Re: [RFC PATCH 00/11] Reviving the Proxy Execution Series

From: Joel Fernandes
Date: Sun Oct 16 2022 - 22:23:15 EST


On Mon, Oct 03, 2022 at 09:44:50PM +0000, Connor O'Brien wrote:
> Proxy execution is an approach to implementing priority inheritance
> based on distinguishing between a task's scheduler context (information
> required in order to make scheduling decisions about when the task gets
> to run, such as its scheduler class and priority) and its execution
> context (information required to actually run the task, such as CPU
> affinity). With proxy execution enabled, a task p1 that blocks on a
> mutex remains on the runqueue, but its "blocked" status and the mutex on
> which it blocks are recorded. If p1 is selected to run while still
> blocked, the lock owner p2 can run "on its behalf", inheriting p1's
> scheduler context. Execution context is not inherited, meaning that
> e.g. the CPUs where p2 can run are still determined by its own affinity
> and not p1's.
>
> In practice a number of more complicated situations can arise: the mutex
> owner might itself be blocked on another mutex, or it could be sleeping,
> running on a different CPU, in the process of migrating between CPUs,
> etc.
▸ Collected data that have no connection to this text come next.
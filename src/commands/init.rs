//! Interactive configuration setup.
//!
//! Walks through the Remember The Milk, calendar and report settings and
//! saves them. With `--delete` the configuration file and the stored
//! credentials are removed instead.

use crate::{
    api::rtm::Rtm,
    libs::{config::Config, messages::Message},
    msg_success, msg_warning,
};
use anyhow::Result;
use clap::Args;

#[derive(Debug, Args)]
pub struct InitArgs {
    /// Remove the existing configuration and stored credentials
    #[arg(short, long)]
    delete: bool,
}

pub fn cmd(init_args: InitArgs) -> Result<()> {
    if init_args.delete {
        let config_deleted = Config::delete()?;
        let secrets_deleted = Rtm::delete_credentials()?;

        if !config_deleted && secrets_deleted == 0 {
            msg_warning!(Message::ConfigNothingToDelete);
            return Ok(());
        }
        if config_deleted {
            msg_success!(Message::ConfigDeleted);
        }
        if secrets_deleted > 0 {
            msg_success!(Message::SecretsDeleted(secrets_deleted));
        }
        return Ok(());
    }

    Config::init()?.save()?;
    msg_success!(Message::ConfigSaved);
    Ok(())
}
use dotenv::dotenv;
use standup::commands::Cli;
use standup::libs::messages::macros::is_debug_mode;
use standup::msg_error;
use std::process::ExitCode;
use tracing_subscriber::EnvFilter;

fn init_tracing() {
    if !is_debug_mode() {
        return;
    }
    let filter = EnvFilter::try_from_default_env().unwrap_or_else(|_| EnvFilter::new("standup=debug"));
    tracing_subscriber::fmt().with_env_filter(filter).with_writer(std::io::stderr).init();
}

#[tokio::main]
async fn main() -> ExitCode {
    // .env may carry STANDUP_DEBUG and RTM credentials, so load it first
    let _ = dotenv();
    init_tracing();

    match Cli::menu().await {
        Ok(()) => ExitCode::SUCCESS,
        Err(e) => {
            msg_error!(e);
            ExitCode::FAILURE
        }
    }
}
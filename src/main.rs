//! # Query Harness CLI (`qh`)
//!
//! ## Usage
//!
//! ```bash
//! qh --config ./config/qh.toml <command>
//! ```
//!
//! ## Commands
//!
//! | Command | Description |
//! |---------|-------------|
//! | `qh init` | Create the index database and tables |
//! | `qh index build <name> <files...>` | Build (or rebuild) a named index |
//! | `qh index list` / `qh index drop <name>` | Inspect and remove indexes |
//! | `qh ask "<question>" --index <name>` | Answer a question from an index |
//! | `qh sql seed-demo` | Create the demo `STUDENT` database |
//! | `qh sql schema` | Show the tables the translator sees |
//! | `qh sql translate "<question>"` | Question to SQL, without running it |
//! | `qh sql run "<question>"` | Translate, record, and execute |
//! | `qh sql exec "<statement>"` | Execute SQL directly |
//! | `qh sql history` | Recent questions and their SQL |
//! | `qh summarize` / `translate` / `codegen` / `generate` | Single-prompt text tasks |
//! | `qh image describe / calories / invoice <files...>` | Image tasks |
//! | `qh chat "<message>"` | Continue the saved conversation |
//! | `qh serve` | Start the HTTP API |

use anyhow::Result;
use clap::{Parser, Subcommand};
use std::path::{Path, PathBuf};

use query_harness::config::{self, Config};
use query_harness::context::AppContext;
use query_harness::{ask, index_cmd, logging, migrate, server, sql_cmd, tasks_cmd};
use query_harness_core::tasks::{InvoiceExtraction, MealAnalysis, SummaryLength};

const DEFAULT_CONFIG: &str = "./config/qh.toml";

/// Query Harness: question answering over documents and natural-language
/// queries over SQLite.
#[derive(Parser)]
#[command(name = "qh", version, about)]
struct Cli {
    /// Path to configuration file (TOML).
    ///
    /// Defaults to `./config/qh.toml`; built-in defaults are used when that
    /// file does not exist.
    #[arg(long, global = true)]
    config: Option<PathBuf>,

    #[command(subcommand)]
    command: Commands,
}

#[derive(Subcommand)]
enum Commands {
    /// Create the index database and its tables. Safe to run repeatedly.
    Init,

    /// Build, list and drop document indexes.
    Index {
        #[command(subcommand)]
        action: IndexAction,
    },

    /// Answer a question using only the contents of an index.
    Ask {
        question: String,

        /// Index to answer from.
        #[arg(long)]
        index: String,

        /// Number of chunks to retrieve (default from `[retrieval] top_k`).
        #[arg(long)]
        top_k: Option<usize>,

        /// Print the retrieved chunks after the answer.
        #[arg(long)]
        sources: bool,
    },

    /// Ask questions of a SQLite database.
    Sql {
        #[command(subcommand)]
        action: SqlAction,
    },

    /// Summarize text (argument, --file, or stdin).
    Summarize {
        text: Option<String>,

        #[arg(long)]
        file: Option<PathBuf>,

        /// short, medium or long.
        #[arg(long, default_value = "medium")]
        length: SummaryLength,
    },

    /// Translate text into another language.
    Translate {
        text: Option<String>,

        /// Target language, e.g. `French`.
        #[arg(long)]
        to: String,

        #[arg(long)]
        file: Option<PathBuf>,
    },

    /// Write code from a description.
    Codegen {
        description: String,

        #[arg(long, default_value = "Python")]
        language: String,
    },

    /// Send a prompt to the model as-is.
    Generate { prompt: Option<String> },

    /// Ask the model about images (png, jpg, gif, webp).
    Image {
        #[command(subcommand)]
        action: ImageAction,
    },

    /// Continue the saved conversation.
    Chat {
        message: Option<String>,

        /// Print the saved conversation instead of sending a message.
        #[arg(long, conflicts_with_all = ["message", "clear"])]
        history: bool,

        /// Forget the saved conversation.
        #[arg(long, conflicts_with = "message")]
        clear: bool,
    },

    /// Start the HTTP API on `[server] bind`.
    Serve,
}

#[derive(Subcommand)]
enum IndexAction {
    /// Build `name` from files and/or a directory. Replaces an existing
    /// index of the same name only if the build succeeds.
    Build {
        name: String,

        files: Vec<PathBuf>,

        /// Directory to walk for documents.
        #[arg(long)]
        dir: Option<PathBuf>,

        /// Glob of files to include under --dir (repeatable).
        #[arg(long = "include")]
        include: Vec<String>,

        /// Glob of files to skip under --dir (repeatable).
        #[arg(long = "exclude")]
        exclude: Vec<String>,
    },
    /// List built indexes.
    List,
    /// Delete an index and its entries.
    Drop { name: String },
}

#[derive(Subcommand)]
enum SqlAction {
    /// Create (or reset) the demo STUDENT table with five rows.
    SeedDemo {
        /// Database file (default: `[sql] database`, then ./data/student.db).
        #[arg(long)]
        db: Option<PathBuf>,
    },
    /// Print the tables and columns of the database.
    Schema,
    /// Translate a question into SQL without running it.
    Translate { question: String },
    /// Translate a question, record it in history, and run it.
    Run { question: String },
    /// Execute a SQL statement directly.
    Exec { statement: String },
    /// Show recent questions and their SQL.
    History,
}

#[derive(Subcommand)]
enum ImageAction {
    /// Describe the images in detail.
    Describe {
        #[arg(required = true)]
        files: Vec<PathBuf>,

        /// Question to answer about the images.
        #[arg(long)]
        question: Option<String>,
    },
    /// Estimate the calories of a meal.
    Calories {
        #[arg(required = true)]
        files: Vec<PathBuf>,

        /// total, breakdown or nutrition.
        #[arg(long, default_value = "total")]
        analysis: MealAnalysis,

        /// Extra request sent with the analysis instructions.
        #[arg(long)]
        prompt: Option<String>,
    },
    /// Extract fields from an invoice.
    Invoice {
        #[arg(required = true)]
        files: Vec<PathBuf>,

        /// full, line-items, totals, vendor or custom.
        #[arg(long, default_value = "full")]
        extract: InvoiceExtraction,

        /// Request to answer; required with `--extract custom`.
        #[arg(long)]
        query: Option<String>,
    },
}

fn resolve_config(path: Option<&Path>) -> Result<Config> {
    match path {
        Some(path) => config::load_config(path),
        None if Path::new(DEFAULT_CONFIG).exists() => {
            config::load_config(Path::new(DEFAULT_CONFIG))
        }
        None => Ok(Config::minimal()),
    }
}

#[tokio::main]
async fn main() -> Result<()> {
    let cli = Cli::parse();
    let cfg = resolve_config(cli.config.as_deref())?;
    logging::init(&cfg.logging);

    // Commands that don't need the application context
    match &cli.command {
        Commands::Init => {
            migrate::run_migrations(&cfg).await?;
            println!("Database initialized successfully.");
            return Ok(());
        }
        Commands::Sql {
            action: SqlAction::SeedDemo { db },
        } => {
            return sql_cmd::run_seed_demo(&cfg, db.as_deref()).await;
        }
        _ => {}
    }

    let ctx = AppContext::open(cfg).await?;

    match cli.command {
        Commands::Init => unreachable!(),
        Commands::Index { action } => match action {
            IndexAction::Build {
                name,
                files,
                dir,
                include,
                exclude,
            } => {
                index_cmd::run_build(&ctx, &name, &files, dir.as_deref(), &include, &exclude)
                    .await?;
            }
            IndexAction::List => index_cmd::run_list(&ctx).await?,
            IndexAction::Drop { name } => index_cmd::run_drop(&ctx, &name).await?,
        },
        Commands::Ask {
            question,
            index,
            top_k,
            sources,
        } => {
            ask::run_ask(&ctx, &question, &index, top_k, sources).await?;
        }
        Commands::Sql { action } => match action {
            SqlAction::SeedDemo { .. } => unreachable!(),
            SqlAction::Schema => sql_cmd::run_schema(&ctx).await?,
            SqlAction::Translate { question } => sql_cmd::run_translate(&ctx, &question).await?,
            SqlAction::Run { question } => sql_cmd::run_question(&ctx, &question).await?,
            SqlAction::Exec { statement } => sql_cmd::run_exec(&ctx, &statement).await?,
            SqlAction::History => sql_cmd::run_history(&ctx)?,
        },
        Commands::Summarize { text, file, length } => {
            let text = tasks_cmd::read_input(text.as_deref(), file.as_deref())?;
            tasks_cmd::run_summarize(&ctx, &text, length).await?;
        }
        Commands::Translate { text, to, file } => {
            let text = tasks_cmd::read_input(text.as_deref(), file.as_deref())?;
            tasks_cmd::run_translate(&ctx, &text, &to).await?;
        }
        Commands::Codegen {
            description,
            language,
        } => {
            tasks_cmd::run_codegen(&ctx, &description, &language).await?;
        }
        Commands::Generate { prompt } => {
            let prompt = tasks_cmd::read_input(prompt.as_deref(), None)?;
            tasks_cmd::run_generate(&ctx, &prompt).await?;
        }
        Commands::Image { action } => match action {
            ImageAction::Describe { files, question } => {
                tasks_cmd::run_describe_image(&ctx, &files, question.as_deref()).await?;
            }
            ImageAction::Calories {
                files,
                analysis,
                prompt,
            } => {
                tasks_cmd::run_meal(&ctx, &files, analysis, prompt.as_deref()).await?;
            }
            ImageAction::Invoice {
                files,
                extract,
                query,
            } => {
                tasks_cmd::run_invoice(&ctx, &files, extract, query.as_deref()).await?;
            }
        },
        Commands::Chat {
            message,
            history,
            clear,
        } => {
            if history {
                tasks_cmd::run_chat_history(&ctx)?;
            } else if clear {
                tasks_cmd::run_chat_clear(&ctx)?;
            } else {
                let message = tasks_cmd::read_input(message.as_deref(), None)?;
                tasks_cmd::run_chat(&ctx, &message).await?;
            }
        }
        Commands::Serve => server::run_server(ctx).await?,
    }

    Ok(())
}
Details on handling these various cases can be found in patch 7/11
> ("sched: Add proxy execution"), particularly in the implementation of
> proxy() and accompanying comments.
>
> Past discussions of proxy execution have often focused on the benefits
> for deadline scheduling. Current interest for Android is based more on
> desire for a broad solution to priority inversion on kernel mutexes,
> including among CFS tasks. One notable scenario arises when cpu cgroups
> are used to throttle less important background tasks. Priority inversion
> can occur when an "important" unthrottled task blocks on a mutex held by
> an "unimportant" task whose CPU time is constrained using cpu
> shares. The result is higher worst case latencies for the unthrottled
> task.[0] Testing by John Stultz with a simple reproducer [1] showed
> promising results for this case, with proxy execution appearing to
> eliminate the large latency spikes associated with priority
> inversion.[2]
>
> Proxy execution has been discussed over the past few years at several
> conferences[3][4][5], but (as far as I'm aware) patches implementing the
> concept have not been discussed on the list since Juri Lelli's RFC in
> 2018.[6] This series is an updated version of that patchset, seeking to
> incorporate subsequent work by Juri[7], Valentin Schneider[8] and Peter
> Zijlstra along with some new fixes.
>
> Testing so far has focused on stability, mostly via mutex locktorture
> with some tweaks to more quickly trigger proxy execution bugs. These
> locktorture changes are included at the end of the series for
> reference. The current series survives runs of >72 hours on QEMU without
> crashes, deadlocks, etc. Testing on Pixel 6 with the android-mainline
> kernel [9] yields similar results. In both cases, testing used >2 CPUs
> and CONFIG_FAIR_GROUP_SCHED=y, a configuration Valentin Schneider
> reported[10] showed stability problems with earlier versions of the
> series.
>
> That said, these are definitely still a work in progress, with some
> known remaining issues (e.g. warnings while booting on Pixel 6,
> suspicious looking min/max vruntime numbers) and likely others I haven't
> found yet. I've done my best to eliminate checks and code paths made
> redundant by new fixes but some probably remain. There's no attempt yet
> to handle core scheduling. Performance testing so far has been limited
> to the aforementioned priority inversion reproducer. The hope in sharing
> now is to revive the discussion on proxy execution and get some early
> input for continuing to revise & refine the patches.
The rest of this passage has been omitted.